- [TASK MATERIAL]:

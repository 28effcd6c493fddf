//! End-to-end export pipeline tests through the public API.

use cardpress::{
    ApplyMode, CARD_HEIGHT, CARD_WIDTH, CardRole, ImageRef, PostData, Theme, capture, export_deck,
    preset, render, render_deck, switch_preset,
};
use image::{Rgba, RgbaImage};
use std::io::{Cursor, Read};
use zip::ZipArchive;

fn sample_post() -> PostData {
    PostData {
        title: "Five Habits\nThat Stick".to_string(),
        pages: vec![
            "Start smaller than feels useful.".to_string(),
            "Attach the habit to one you already have.".to_string(),
        ],
        tags: vec!["habits".to_string(), "growth".to_string()],
        author_name: "Morning Pages".to_string(),
        date: "2025/03/14".to_string(),
        avatar_image: None,
    }
}

fn sample_png() -> ImageRef {
    let img = RgbaImage::from_pixel(8, 8, Rgba([200, 120, 40, 255]));
    let mut out = Cursor::new(Vec::new());
    img.write_to(&mut out, image::ImageFormat::Png).unwrap();
    ImageRef::from_bytes(out.into_inner())
}

fn unzip(bytes: &[u8]) -> Vec<(String, Vec<u8>)> {
    let mut archive = ZipArchive::new(Cursor::new(bytes.to_vec())).unwrap();
    (0..archive.len())
        .map(|i| {
            let mut entry = archive.by_index(i).unwrap();
            let mut data = Vec::new();
            entry.read_to_end(&mut data).unwrap();
            (entry.name().to_string(), data)
        })
        .collect()
}

#[tokio::test]
async fn export_produces_ordered_fixed_size_pages() {
    let data = sample_post();
    let style = preset(Theme::Journal);

    let bundle = export_deck(&data, &style, "habits").await.unwrap();
    assert!(bundle.file_name.starts_with("habits-"));
    assert!(bundle.file_name.ends_with(".zip"));

    let entries = unzip(&bundle.bytes);
    let names: Vec<_> = entries.iter().map(|(n, _)| n.as_str()).collect();
    assert_eq!(names, vec!["page_1.png", "page_2.png", "page_3.png"]);

    for (_, png) in &entries {
        let img = image::load_from_memory(png).unwrap();
        assert_eq!(img.width(), CARD_WIDTH * 2);
        assert_eq!(img.height(), CARD_HEIGHT * 2);
    }
}

#[tokio::test]
async fn repeated_exports_render_identical_pixels() {
    let data = sample_post();
    let style = preset(Theme::Tech);

    let first = export_deck(&data, &style, "deck").await.unwrap();
    let second = export_deck(&data, &style, "deck").await.unwrap();

    let first_entries = unzip(&first.bytes);
    let second_entries = unzip(&second.bytes);
    assert_eq!(first_entries.len(), second_entries.len());
    for (a, b) in first_entries.iter().zip(&second_entries) {
        assert_eq!(a.0, b.0);
        assert_eq!(a.1, b.1, "entry {} differs between exports", a.0);
    }
}

#[tokio::test]
async fn broken_avatar_aborts_without_partial_archive() {
    let mut data = sample_post();
    data.avatar_image = Some(ImageRef::from_bytes(vec![0xBA, 0xD0]));
    let style = preset(Theme::Minimal);

    assert!(export_deck(&data, &style, "broken").await.is_err());
}

#[test]
fn title_text_reaches_captured_pixels() {
    let style = preset(Theme::Minimal);

    let mut titled = sample_post();
    titled.title = "HELLO WORLD HELLO WORLD".to_string();
    let mut blank = sample_post();
    blank.title = String::new();

    let a = capture(&render(&titled, &style, CardRole::Cover, 0)).unwrap();
    let b = capture(&render(&blank, &style, CardRole::Cover, 0)).unwrap();
    assert_ne!(a.png, b.png, "title text missing from the captured raster");
}

#[test]
fn embedded_line_break_changes_captured_pixels() {
    let style = preset(Theme::Minimal);

    let mut broken = sample_post();
    broken.title = "Restart\nYour Year".to_string();
    let mut flat = sample_post();
    flat.title = "Restart Your Year".to_string();

    let a = capture(&render(&broken, &style, CardRole::Cover, 0)).unwrap();
    let b = capture(&render(&flat, &style, CardRole::Cover, 0)).unwrap();
    assert_ne!(a.png, b.png);
}

#[test]
fn cover_only_background_respects_apply_mode() {
    let data = sample_post();
    let mut style = preset(Theme::Simplicity);
    style.background_image = Some(sample_png());
    style.background_apply_mode = ApplyMode::Cover;

    let deck = render_deck(&data, &style);
    assert_eq!(deck.len(), 3);
    assert!(deck[0].background_image().is_some());
    assert!(deck[1].background_image().is_none());
    assert!(deck[2].background_image().is_none());
}

#[test]
fn background_survives_theme_hopping() {
    let mut style = preset(Theme::Minimal);
    style.background_image = Some(sample_png());
    style.background_mask_opacity = Some(0.45);

    for theme in [Theme::Shockwave, Theme::Cinematic, Theme::Memo] {
        style = switch_preset(&style, theme);
    }

    assert_eq!(style.theme, Theme::Memo);
    assert!(style.background_image.is_some());
    assert_eq!(style.background_mask_opacity, Some(0.45));
}

#[tokio::test]
async fn every_theme_exports_cleanly() {
    let data = PostData {
        title: "Theme sweep".to_string(),
        pages: vec!["body".to_string()],
        ..PostData::default()
    };

    for theme in Theme::ALL {
        let style = preset(theme);
        let bundle = export_deck(&data, &style, theme.name()).await.unwrap();
        assert_eq!(unzip(&bundle.bytes).len(), 2, "theme {}", theme.name());
    }
}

- [TASK TO CARRY OUT]: Single out each line of the records above with the string "Year" in it, and copy it.

- [RESULT OF THE EXERCISE]:
    broken.title = "Restart\nYour Year".to_string();
    flat.title = "Restart Your Year".to_string();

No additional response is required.